@scottmoon

I’m sorry you received that diagnosis but want to encourage you with my husband’s situation. December 2025 he was given the diagnosis of MSA-Type C, but in May 2026 at UT Southwestern’s MSA Clinic his movement disorder specialist backed off MSA & says it might be Parkinson’s or induced by a previous infection because he has an immune disorder (not autoimmune). It still might be MSA but doctor said time will tell. He is not being treated for PD; levodopa was totally ineffective when he tried it last year. And the doctor said his condition is stable. Neurological diagnoses are hard to pin down because symptoms overlap.

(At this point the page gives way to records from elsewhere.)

use super::context::{FrameTextures, FullscreenPass, GpuContext, GpuTexture};
use super::{GpuStage, StageContext, StageOutcome};
use anyhow::Result;
use bytemuck::{Pod, Zeroable};
use wgpu::util::DeviceExt;

/// Vertical then horizontal passes per iteration
const BLUR_ITERATIONS: usize = 3;

const BLUR_SHADER: &str = r#"
struct Params {
    texel_size: vec2<f32>,
    _pad: vec2<f32>,
};

@group(0) @binding(0) var<uniform> params: Params;
@group(0) @binding(1) var linear_sampler: sampler;
@group(0) @binding(2) var input_frame: texture_2d<f32>;
@group(0) @binding(3) var person_mask: texture_2d<f32>;

@fragment
fn fs_main(in: VsOut) -> @location(0) vec4<f32> {
    var offsets = array<f32, 5>(0.0, 1.0, 2.0, 3.0, 4.0);
    var weights = array<f32, 5>(
        0.2270270270, 0.1945945946, 0.1216216216, 0.0540540541, 0.0162162162
    );

    let center = textureSampleLevel(input_frame, linear_sampler, in.uv, 0.0);
    let center_weight = weights[0] * (1.0 - textureSampleLevel(person_mask, linear_sampler, in.uv, 0.0).r);
    var color = center * center_weight;

    for (var i = 1; i < 5; i++) {
        let shift = vec2<f32>(offsets[i]) * params.texel_size;

        var coord = in.uv + shift;
        var weight = weights[i] * (1.0 - textureSampleLevel(person_mask, linear_sampler, coord, 0.0).r);
        color += textureSampleLevel(input_frame, linear_sampler, coord, 0.0) * weight;

        coord = in.uv - shift;
        weight = weights[i] * (1.0 - textureSampleLevel(person_mask, linear_sampler, coord, 0.0).r);
        color += textureSampleLevel(input_frame, linear_sampler, coord, 0.0) * weight;
    }

    return vec4<f32>(color.rgb + (1.0 - color.a) * center.rgb, 1.0);
}
"#;

const BLEND_SHADER: &str = r#"
struct Params {
    coverage: vec2<f32>,
    _pad: vec2<f32>,
};

@group(0) @binding(0) var<uniform> params: Params;
@group(0) @binding(1) var linear_sampler: sampler;
@group(0) @binding(2) var input_frame: texture_2d<f32>;
@group(0) @binding(3) var background: texture_2d<f32>;
@group(0) @binding(4) var person_mask: texture_2d<f32>;

@fragment
fn fs_main(in: VsOut) -> @location(0) vec4<f32> {
    let frame_color = textureSampleLevel(input_frame, linear_sampler, in.uv, 0.0).rgb;
    let background_color = textureSampleLevel(background, linear_sampler, in.uv, 0.0).rgb;
    let mask = textureSampleLevel(person_mask, linear_sampler, in.uv, 0.0).r;
    let person = smoothstep(params.coverage.x, params.coverage.y, mask);
    return vec4<f32>(mix(background_color, frame_color, person), 1.0);
}
"#;

#[repr(C)]
#[derive(Debug, Clone, Copy, Pod, Zeroable)]
struct BlurParams {
    texel_size: [f32; 2],
    _pad: [f32; 2],
}

#[repr(C)]
#[derive(Debug, Clone, Copy, Pod, Zeroable)]
struct BlendParams {
    coverage: [f32; 2],
    _pad: [f32; 2],
}

/// Masked separable Gaussian at half resolution, then a blend of the sharp
/// person over the blurred background.
///
/// Taps are weighted by `1 - mask` so the person never bleeds into the
/// background.
pub(crate) struct BackgroundBlurStage {
    blur: FullscreenPass,
    blend: FullscreenPass,
    uniforms: Vec<wgpu::Buffer>,
    first_vertical: wgpu::BindGroup,
    vertical: wgpu::BindGroup,
    horizontal: wgpu::BindGroup,
    blend_group: wgpu::BindGroup,
    vertical_target: GpuTexture,
    horizontal_target: GpuTexture,
}

impl BackgroundBlurStage {
    pub fn new(gpu: &GpuContext, textures: &FrameTextures, coverage: (f32, f32)) -> Self {
        let format = wgpu::TextureFormat::Rgba8Unorm;
        let (width, height) = (
            (textures.output.width / 2).max(1),
            (textures.output.height / 2).max(1),
        );
        let usage = wgpu::TextureUsages::RENDER_ATTACHMENT | wgpu::TextureUsages::TEXTURE_BINDING;
        let vertical_target = GpuTexture::new(gpu, "blur vertical", width, height, format, usage);
        let horizontal_target =
            GpuTexture::new(gpu, "blur horizontal", width, height, format, usage);

        let texel = [1.0 / width as f32, 1.0 / height as f32];
        let uniform = |label: &str, contents: &[u8]| {
            gpu.device.create_buffer_init(&wgpu::util::BufferInitDescriptor {
                label: Some(label),
                contents,
                usage: wgpu::BufferUsages::UNIFORM | wgpu::BufferUsages::COPY_DST,
            })
        };
        let vertical_params = uniform(
            "blur vertical params",
            bytemuck::bytes_of(&BlurParams {
                texel_size: [0.0, texel[1]],
                _pad: [0.0; 2],
            }),
        );
        let horizontal_params = uniform(
            "blur horizontal params",
            bytemuck::bytes_of(&BlurParams {
                texel_size: [texel[0], 0.0],
                _pad: [0.0; 2],
            }),
        );
        let blend_params = uniform(
            "blur blend params",
            bytemuck::bytes_of(&BlendParams {
                coverage: [coverage.0, coverage.1],
                _pad: [0.0; 2],
            }),
        );

        let blur = FullscreenPass::new(gpu, "background blur", BLUR_SHADER, format);
        let blend = FullscreenPass::new(gpu, "background blend", BLEND_SHADER, format);
        let sampler = wgpu::BindingResource::Sampler(&gpu.sampler);
        let mask = wgpu::BindingResource::TextureView(&textures.person_mask.view);

        let first_vertical = blur.bind(
            gpu,
            &[
                vertical_params.as_entire_binding(),
                sampler.clone(),
                wgpu::BindingResource::TextureView(&textures.input.view),
                mask.clone(),
            ],
        );
        let vertical = blur.bind(
            gpu,
            &[
                vertical_params.as_entire_binding(),
                sampler.clone(),
                wgpu::BindingResource::TextureView(&horizontal_target.view),
                mask.clone(),
            ],
        );
        let horizontal = blur.bind(
            gpu,
            &[
                horizontal_params.as_entire_binding(),
                sampler.clone(),
                wgpu::BindingResource::TextureView(&vertical_target.view),
                mask.clone(),
            ],
        );
        let blend_group = blend.bind(
            gpu,
            &[
                blend_params.as_entire_binding(),
                sampler,
                wgpu::BindingResource::TextureView(&textures.input.view),
                wgpu::BindingResource::TextureView(&horizontal_target.view),
                mask,
            ],
        );

        Self {
            blur,
            blend,
            uniforms: vec![vertical_params, horizontal_params, blend_params],
            first_vertical,
            vertical,
            horizontal,
            blend_group,
            vertical_target,
            horizontal_target,
        }
    }
}

impl GpuStage for BackgroundBlurStage {
    fn name(&self) -> &'static str {
        "background blur"
    }

    fn run(&mut self, ctx: &mut StageContext<'_>) -> Result<StageOutcome> {
        let mut encoder = ctx.gpu.encoder("background blur");

        for iteration in 0..BLUR_ITERATIONS {
            let source = if iteration == 0 {
                &self.first_vertical
            } else {
                &self.vertical
            };
            let vertical = &self.vertical_target.view;
            self.blur.draw(&mut encoder, source, vertical);
            let horizontal = &self.horizontal_target.view;
            self.blur.draw(&mut encoder, &self.horizontal, horizontal);
        }
        let output = &ctx.textures.output.view;
        self.blend.draw(&mut encoder, &self.blend_group, output);

        ctx.gpu.submit(encoder);
        Ok(StageOutcome::Continue)
    }

    fn release(&mut self) {
        for buffer in &self.uniforms {
            buffer.destroy();
        }
        self.horizontal_target.destroy();
        self.vertical_target.destroy();
    }
}
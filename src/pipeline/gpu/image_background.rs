use super::context::{FullscreenPass, GpuContext, GpuTexture};
use super::{GpuStage, StageContext, StageOutcome};
use crate::config::EffectOptions;
use crate::pipeline::{BackgroundImage, CoverCrop};
use anyhow::Result;
use bytemuck::{Pod, Zeroable};
use image::buffer::ConvertBuffer;
use image::RgbaImage;
use wgpu::util::DeviceExt;

const IMAGE_SHADER: &str = r#"
struct Params {
    coverage: vec2<f32>,
    background_scale: vec2<f32>,
    background_offset: vec2<f32>,
    light_wrapping: f32,
    blend_mode: f32,
};

@group(0) @binding(0) var<uniform> params: Params;
@group(0) @binding(1) var linear_sampler: sampler;
@group(0) @binding(2) var input_frame: texture_2d<f32>;
@group(0) @binding(3) var background: texture_2d<f32>;
@group(0) @binding(4) var person_mask: texture_2d<f32>;

fn screen(a: vec3<f32>, b: vec3<f32>) -> vec3<f32> {
    return 1.0 - (1.0 - a) * (1.0 - b);
}

fn linear_dodge(a: vec3<f32>, b: vec3<f32>) -> vec3<f32> {
    return a + b;
}

@fragment
fn fs_main(in: VsOut) -> @location(0) vec4<f32> {
    var frame_color = textureSampleLevel(input_frame, linear_sampler, in.uv, 0.0).rgb;
    let background_uv = in.uv * params.background_scale + params.background_offset;
    let background_color = textureSampleLevel(background, linear_sampler, background_uv, 0.0).rgb;

    var mask = textureSampleLevel(person_mask, linear_sampler, in.uv, 0.0).r;
    let light_wrap_mask = 1.0 - max(0.0, mask - params.coverage.y) / (1.0 - params.coverage.y);
    let light_wrap = params.light_wrapping * light_wrap_mask * background_color;

    frame_color = params.blend_mode * linear_dodge(frame_color, light_wrap)
        + (1.0 - params.blend_mode) * screen(frame_color, light_wrap);
    mask = smoothstep(params.coverage.x, params.coverage.y, mask);
    return vec4<f32>(frame_color * mask + background_color * (1.0 - mask), 1.0);
}
"#;

#[repr(C)]
#[derive(Debug, Clone, Copy, Pod, Zeroable)]
struct ImageParams {
    coverage: [f32; 2],
    background_scale: [f32; 2],
    background_offset: [f32; 2],
    light_wrapping: f32,
    blend_mode: f32,
}

struct LoadedBackground {
    texture: GpuTexture,
    uniforms: wgpu::Buffer,
    bind_group: wgpu::BindGroup,
}

/// Composites the person over a still image, cropped to cover the output,
/// with light wrapping along the mask edge.
///
/// Skips frames until the image has been decoded.
pub(crate) struct BackgroundImageStage {
    pass: FullscreenPass,
    image: BackgroundImage,
    loaded: Option<LoadedBackground>,
    coverage: (f32, f32),
    light_wrapping: f32,
    blend_mode: f32,
}

impl BackgroundImageStage {
    pub fn new(gpu: &GpuContext, image: BackgroundImage, options: &EffectOptions) -> Self {
        Self {
            pass: FullscreenPass::new(
                gpu,
                "background image",
                IMAGE_SHADER,
                wgpu::TextureFormat::Rgba8Unorm,
            ),
            image,
            loaded: None,
            coverage: options.coverage,
            light_wrapping: options.light_wrapping,
            blend_mode: options.blend_mode.weight(),
        }
    }

    /// Upload the image once it has arrived
    fn load(&mut self, ctx: &StageContext<'_>) -> Option<LoadedBackground> {
        let image = self.image.poll()?;
        let (width, height) = image.dimensions();
        let rgba: RgbaImage = image.convert();

        let texture = GpuTexture::new(
            ctx.gpu,
            "background image",
            width,
            height,
            wgpu::TextureFormat::Rgba8Unorm,
            wgpu::TextureUsages::TEXTURE_BINDING | wgpu::TextureUsages::COPY_DST,
        );
        texture.upload(ctx.gpu, rgba.as_raw(), 4);

        let output = &ctx.textures.output;
        let crop = CoverCrop::compute((width, height), (output.width, output.height));
        let params = ImageParams {
            coverage: [self.coverage.0, self.coverage.1],
            background_scale: crop.scale,
            background_offset: crop.offset,
            light_wrapping: self.light_wrapping,
            blend_mode: self.blend_mode,
        };
        let uniforms = ctx
            .gpu
            .device
            .create_buffer_init(&wgpu::util::BufferInitDescriptor {
                label: Some("background image params"),
                contents: bytemuck::bytes_of(&params),
                usage: wgpu::BufferUsages::UNIFORM | wgpu::BufferUsages::COPY_DST,
            });

        let bind_group = self.pass.bind(
            ctx.gpu,
            &[
                uniforms.as_entire_binding(),
                wgpu::BindingResource::Sampler(&ctx.gpu.sampler),
                wgpu::BindingResource::TextureView(&ctx.textures.input.view),
                wgpu::BindingResource::TextureView(&texture.view),
                wgpu::BindingResource::TextureView(&ctx.textures.person_mask.view),
            ],
        );

        tracing::debug!("Background image crop: {:?}", crop);

        Some(LoadedBackground {
            texture,
            uniforms,
            bind_group,
        })
    }
}

impl GpuStage for BackgroundImageStage {
    fn name(&self) -> &'static str {
        "background image"
    }

    fn run(&mut self, ctx: &mut StageContext<'_>) -> Result<StageOutcome> {
        if self.loaded.is_none() {
            match self.load(ctx) {
                Some(loaded) => self.loaded = Some(loaded),
                None => return Ok(StageOutcome::Skip),
            }
        }

        if let Some(loaded) = &self.loaded {
            let mut encoder = ctx.gpu.encoder("background image");
            let output = &ctx.textures.output.view;
            self.pass.draw(&mut encoder, &loaded.bind_group, output);
            ctx.gpu.submit(encoder);
        }

        Ok(StageOutcome::Continue)
    }

    fn release(&mut self) {
        if let Some(loaded) = self.loaded.take() {
            loaded.uniforms.destroy();
            loaded.texture.destroy();
        }
    }
}

#[cfg(test)]
mod tests {
    use super::*;

    #[test]
    fn uniform_block_is_std140_sized() {
        assert_eq!(std::mem::size_of::<ImageParams>(), 32);
    }
}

When did your symptoms begin? His started appearing in 2022. How are you doing? My husband is still mobile with a cane & for outside the home he generally uses a rollator. He can walk without a cane but shouldn’t due to the risk of falling.

We’re currently in the process of getting an appointment with Mayo Clinic in Rochester for a second opinion.

I hope you get results when you expect. My husband is having a terrible time with that. He had the same skin biopsy February 11 & still has no results because that same lab says they never received the biopsy; UT says they sent it. So after much aggravation & delay, he finally got another appointment at UT to go through the biopsy again. It has been a terribly disappointing ordeal to get it done again. His appointment is in July, so it’s a long delay. Thus, we’ll continue to seek answers from Mayo.

I wish you the best & prayed for you this morning.